Asian markets were mostly lower Tuesday. But Tokyo stocks managed to eke out a gain to finish just slightly higher.  South Korea though dropped 1.7%. Trading remained volatile, with investors discouraged after U.S. stocks failed to rebound Monday as worries about the availability of credit and potential exposure of funds to the U.S. subprime mortgage sector continue to grip markets.

Tokyo's Nikkei 225 average closed slightly higher as trading firms such as Itochu Corp. and other energy-related stocks lured buyers looking for cheap valuations and solid profit prospects after recent falls. Shares of infrastructure-related firms such as Kawasaki Heavy Industries and Komatsu rose after a newspaper report that India is planning a range of such projects.

South Korea's KOSPI shed 1.7% to finish at a six-week low and could now be in the middle of experiencing a correction as fears about the impact of a credit squeeze in global markets continue to pound blue chips, including SK Energy.

Australia's S&P/ASX 200 Index closed lower, led down by banking shares, after mortgage lender RAMS Home Loans Group said volatility in global debt markets could hit earnings, adding to jitters about credit markets.

Most Chinese stocks were higher, boosted by expectations for strong earnings and more fund inflows, though the main index edged down as financial large-caps were hit by profit-taking after surging on Monday.

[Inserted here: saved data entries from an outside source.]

use serde::Serialize;
use serde::de::DeserializeOwned;

use crate::error::{Error, Result};

/// What a record holds. Stored so a chunk file can never be mistaken for an
/// index snapshot and vice versa.
#[derive(Debug, Clone, Copy, PartialEq, Eq)]
pub enum RecordKind {
    Chunk = 0x01,
    IndexSnapshot = 0x02,
}

impl RecordKind {
    fn from_u8(byte: u8) -> Result<Self> {
        match byte {
            0x01 => Ok(RecordKind::Chunk),
            0x02 => Ok(RecordKind::IndexSnapshot),
            _ => Err(Error::Deserialization(format!("invalid record kind: {byte}"))),
        }
    }
}

/// A single self-contained record: one per chunk file, one per index snapshot.
///
/// On-disk format:
/// ```text
/// ┌──────────┬──────────┬──────────┬───────────────────┐
/// │ CRC (4B) │ Kind (1B)│ Len (4B) │ JSON payload (var)│
/// └──────────┴──────────┴──────────┴───────────────────┘
/// ```
///
/// CRC covers everything after the CRC field itself. The payload is JSON so
/// the record stays self-describing; the frame only adds integrity and a
/// kind tag.
#[derive(Debug, Clone)]
pub struct Record {
    pub kind: RecordKind,
    pub payload: Vec<u8>,
}

const CRC_SIZE: usize = 4;
const KIND_SIZE: usize = 1;
const LEN_SIZE: usize = 4;
const HEADER_SIZE: usize = CRC_SIZE + KIND_SIZE + LEN_SIZE;

impl Record {
    /// Serialize `value` as the payload of a new record.
    pub fn from_value<T: Serialize>(kind: RecordKind, value: &T) -> Result<Self> {
        Ok(Record {
            kind,
            payload: serde_json::to_vec(value)?,
        })
    }

    /// Deserialize the payload, checking the record is of the `expected` kind.
    pub fn into_value<T: DeserializeOwned>(self, expected: RecordKind) -> Result<T> {
        if self.kind != expected {
            return Err(Error::Deserialization(format!(
                "expected {expected:?} record, found {:?}",
                self.kind
            )));
        }
        serde_json::from_slice(&self.payload)
            .map_err(|e| Error::Deserialization(format!("bad payload: {e}")))
    }

    /// Serialize this record to bytes (including CRC header).
    pub fn encode(&self) -> Result<Vec<u8>> {
        let payload_len = frame_len(self.payload.len())?;

        let mut buf = Vec::with_capacity(HEADER_SIZE + self.payload.len());

        // Reserve space for CRC, filled in last
        buf.extend_from_slice(&[0u8; CRC_SIZE]);
        buf.push(self.kind as u8);
        buf.extend_from_slice(&payload_len.to_le_bytes());
        buf.extend_from_slice(&self.payload);

        let crc = crc32fast::hash(&buf[CRC_SIZE..]);
        buf[0..CRC_SIZE].copy_from_slice(&crc.to_le_bytes());

        Ok(buf)
    }

    /// Deserialize a record. The buffer must hold exactly one record.
    pub fn decode(data: &[u8]) -> Result<Self> {
        if data.len() < HEADER_SIZE {
            return Err(Error::Deserialization("record too short".into()));
        }

        let stored_crc = read_u32(&data[0..CRC_SIZE]);
        let payload_len = read_u32(&data[CRC_SIZE + KIND_SIZE..HEADER_SIZE]) as usize;

        let total_len = HEADER_SIZE + payload_len;
        if data.len() < total_len {
            return Err(Error::Deserialization("record truncated".into()));
        }
        if data.len() > total_len {
            return Err(Error::Deserialization(format!(
                "{} trailing bytes after record",
                data.len() - total_len
            )));
        }

        let computed_crc = crc32fast::hash(&data[CRC_SIZE..]);
        if stored_crc != computed_crc {
            return Err(Error::Deserialization("CRC mismatch".into()));
        }

        let kind = RecordKind::from_u8(data[CRC_SIZE])?;

        Ok(Record {
            kind,
            payload: data[HEADER_SIZE..].to_vec(),
        })
    }

    /// Size of this record when serialized.
    pub fn encoded_size(&self) -> usize {
        HEADER_SIZE + self.payload.len()
    }
}

/// Payload length as stored in the frame header. Oversized payloads are an
/// encoding failure, not an I/O one.
fn frame_len(len: usize) -> Result<u32> {
    u32::try_from(len).map_err(|_| {
        Error::Serialization(serde::ser::Error::custom(format!(
            "record payload of {len} bytes exceeds the 4 GiB frame limit"
        )))
    })
}

fn read_u32(bytes: &[u8]) -> u32 {
    let mut word = [0u8; 4];
    word.copy_from_slice(bytes);
    u32::from_le_bytes(word)
}
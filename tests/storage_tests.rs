// Chunk storage tests
// Tests for appending, closing, and reading back disk-backed chunks.

use std::fs;

use rand::Rng;
use tempfile::tempdir;
use yarder::storage::reader::ChunkReader;
use yarder::{ChunkId, DiskStorage, Error, LogChunk, LogEntry, Options, Storage, SyncPolicy};

fn storage_in(dir: &std::path::Path) -> DiskStorage {
    DiskStorage::new(dir).with_sync(SyncPolicy::OsBuffered)
}

// =============================================================================
// Test 1: Size counts every successful append
// =============================================================================
#[test]
fn size_counts_appends() {
    let dir = tempdir().unwrap();
    let mut storage = storage_in(dir.path());
    let mut chunk = storage.create_chunk().unwrap();

    chunk.append(LogEntry::new(6, "")).unwrap();
    chunk.append(LogEntry::new(4, "")).unwrap();
    chunk.append(LogEntry::new(5, "")).unwrap();

    assert_eq!(chunk.size(), 3);
}

// =============================================================================
// Test 2: Closing sorts entries by timestamp before writing
// =============================================================================
#[test]
fn close_sorts_entries() {
    let dir = tempdir().unwrap();
    let mut storage = storage_in(dir.path());
    let mut chunk = storage.create_chunk().unwrap();

    chunk.append(LogEntry::new(6, "")).unwrap();
    chunk.append(LogEntry::new(4, "")).unwrap();
    chunk.append(LogEntry::new(5, "")).unwrap();
    chunk.close().unwrap();

    // Exactly one file in the root, holding the sorted entries
    let files: Vec<_> = fs::read_dir(dir.path()).unwrap().collect();
    assert_eq!(files.len(), 1);

    let reader = ChunkReader::open(&storage.chunk_path(chunk.id())).unwrap();
    let ts: Vec<i64> = reader.entries().iter().map(|e| e.timestamp_ms).collect();
    assert_eq!(ts, vec![4, 5, 6]);
}

// =============================================================================
// Test 3: Random timestamps come back sorted, ties in append order
// =============================================================================
#[test]
fn random_timestamps_sorted_and_stable() {
    let dir = tempdir().unwrap();
    let mut storage = storage_in(dir.path());
    let mut chunk = storage.create_chunk().unwrap();
    let mut rng = rand::thread_rng();

    // Narrow range forces plenty of ties; raw carries the append position
    for i in 0..500u32 {
        let ts = rng.gen_range(-20..20);
        chunk.append(LogEntry::new(ts, i.to_le_bytes().to_vec())).unwrap();
    }
    chunk.close().unwrap();

    let entries = storage.read_chunk(chunk.id()).unwrap();
    assert_eq!(entries.len(), 500);
    for pair in entries.windows(2) {
        assert!(pair[0].timestamp_ms <= pair[1].timestamp_ms);
        if pair[0].timestamp_ms == pair[1].timestamp_ms {
            let a = u32::from_le_bytes(pair[0].raw.clone().try_into().unwrap());
            let b = u32::from_le_bytes(pair[1].raw.clone().try_into().unwrap());
            assert!(a < b, "tie at {} reordered", pair[0].timestamp_ms);
        }
    }
}

// =============================================================================
// Test 4: Second close fails and does not touch the file
// =============================================================================
#[test]
fn double_close_is_refused() {
    let dir = tempdir().unwrap();
    let mut storage = storage_in(dir.path());
    let mut chunk = storage.create_chunk().unwrap();
    chunk.append(LogEntry::new(1, "only")).unwrap();
    chunk.close().unwrap();

    let before = fs::read(chunk.path()).unwrap();
    let err = chunk.close().unwrap_err();
    assert!(matches!(err, Error::AlreadyClosed(ChunkId(0))));
    assert_eq!(fs::read(chunk.path()).unwrap(), before);
    assert!(chunk.is_closed());
    assert_eq!(chunk.size(), 1);
}

// =============================================================================
// Test 5: Append after close is refused
// =============================================================================
#[test]
fn append_after_close_is_refused() {
    let dir = tempdir().unwrap();
    let mut storage = storage_in(dir.path());
    let mut chunk = storage.create_chunk().unwrap();
    chunk.close().unwrap();

    let err = chunk.append(LogEntry::new(1, "late")).unwrap_err();
    assert!(matches!(err, Error::AlreadyClosed(_)));
    assert_eq!(chunk.size(), 0);
}

// =============================================================================
// Test 6: A failed close keeps the chunk open and can be retried
// =============================================================================
#[test]
fn failed_close_keeps_entries_for_retry() {
    let dir = tempdir().unwrap();
    let root = dir.path().join("root");
    fs::create_dir(&root).unwrap();

    let mut storage = storage_in(&root);
    let mut chunk = storage.create_chunk().unwrap();
    chunk.append(LogEntry::new(2, "b")).unwrap();
    chunk.append(LogEntry::new(1, "a")).unwrap();

    // Pull the directory out from under the chunk
    fs::remove_dir(&root).unwrap();
    let err = chunk.close().unwrap_err();
    assert!(matches!(err, Error::Write { chunk: ChunkId(0), .. }));
    assert!(!chunk.is_closed());
    assert_eq!(chunk.size(), 2);

    // Still appendable, and the retry publishes everything
    chunk.append(LogEntry::new(0, "c")).unwrap();
    fs::create_dir(&root).unwrap();
    chunk.close().unwrap();

    let raws: Vec<Vec<u8>> = storage
        .read_chunk(ChunkId(0))
        .unwrap()
        .into_iter()
        .map(|e| e.raw)
        .collect();
    assert_eq!(raws, vec![b"c".to_vec(), b"a".to_vec(), b"b".to_vec()]);
}

// =============================================================================
// Test 7: Existing chunk file blocks allocation of that id
// =============================================================================
#[test]
fn existing_file_blocks_allocation() {
    let dir = tempdir().unwrap();
    let mut storage = storage_in(dir.path());
    fs::write(storage.chunk_path(ChunkId(0)), b"someone else's").unwrap();

    let err = storage.create_chunk().unwrap_err();
    assert!(matches!(err, Error::Allocation { chunk: ChunkId(0), .. }));
    assert_eq!(fs::read(storage.chunk_path(ChunkId(0))).unwrap(), b"someone else's");

    // Next id is free
    assert_eq!(storage.create_chunk().unwrap().id(), ChunkId(1));
}

// =============================================================================
// Test 8: Reopening a root resumes after the last persisted chunk
// =============================================================================
#[test]
fn open_resumes_chunk_ids() {
    let dir = tempdir().unwrap();
    let opts = Options {
        sync: SyncPolicy::OsBuffered,
        ..Options::default()
    };

    {
        let mut storage = DiskStorage::open(dir.path(), &opts).unwrap();
        for _ in 0..3 {
            let mut chunk = storage.create_chunk().unwrap();
            chunk.append(LogEntry::new(1, "x")).unwrap();
            chunk.close().unwrap();
        }
    }

    let mut storage = DiskStorage::open(dir.path(), &opts).unwrap();
    assert_eq!(
        storage.list_chunks().unwrap(),
        vec![ChunkId(0), ChunkId(1), ChunkId(2)]
    );
    assert_eq!(storage.create_chunk().unwrap().id(), ChunkId(3));
}

// =============================================================================
// Test 9: Open creates a missing root
// =============================================================================
#[test]
fn open_creates_root() {
    let dir = tempdir().unwrap();
    let root = dir.path().join("a").join("b");
    let mut storage = DiskStorage::open(&root, &Options::default()).unwrap();
    assert!(root.is_dir());
    assert_eq!(storage.create_chunk().unwrap().id(), ChunkId(0));
}

// =============================================================================
// Test 10: Corrupted chunk file is reported, not half-read
// =============================================================================
#[test]
fn corrupted_chunk_file_detected() {
    let dir = tempdir().unwrap();
    let mut storage = storage_in(dir.path());
    let mut chunk = storage.create_chunk().unwrap();
    chunk.append(LogEntry::new(1, "payload")).unwrap();
    chunk.close().unwrap();

    let path = storage.chunk_path(ChunkId(0));
    let mut bytes = fs::read(&path).unwrap();
    let mid = bytes.len() / 2;
    bytes[mid] ^= 0xFF;
    fs::write(&path, bytes).unwrap();

    assert!(matches!(
        storage.read_chunk(ChunkId(0)),
        Err(Error::Deserialization(_))
    ));
}

// =============================================================================
// Test 11: Temp files never show up as chunks
// =============================================================================
#[test]
fn list_ignores_foreign_files() {
    let dir = tempdir().unwrap();
    let storage = storage_in(dir.path());
    fs::write(dir.path().join(".yarder-abc.tmp"), b"").unwrap();
    fs::write(dir.path().join("README"), b"").unwrap();
    assert!(storage.list_chunks().unwrap().is_empty());
}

Hong Kong blue chips were little changed in quiet trade as investors held to the sidelines amid caution over the prospects of a credit squeeze, although Harbin Power surged on upbeat earnings. Heavyweight HSBC Holdings' exposure to the U.S. subprime problem continued to weigh on the market, offsetting gains in life insurer Ping An Insurance, which was supported by a broker upgrade.

Singapore's Straits Times Index was flat with bank stocks like DBS Group, weighing on the market.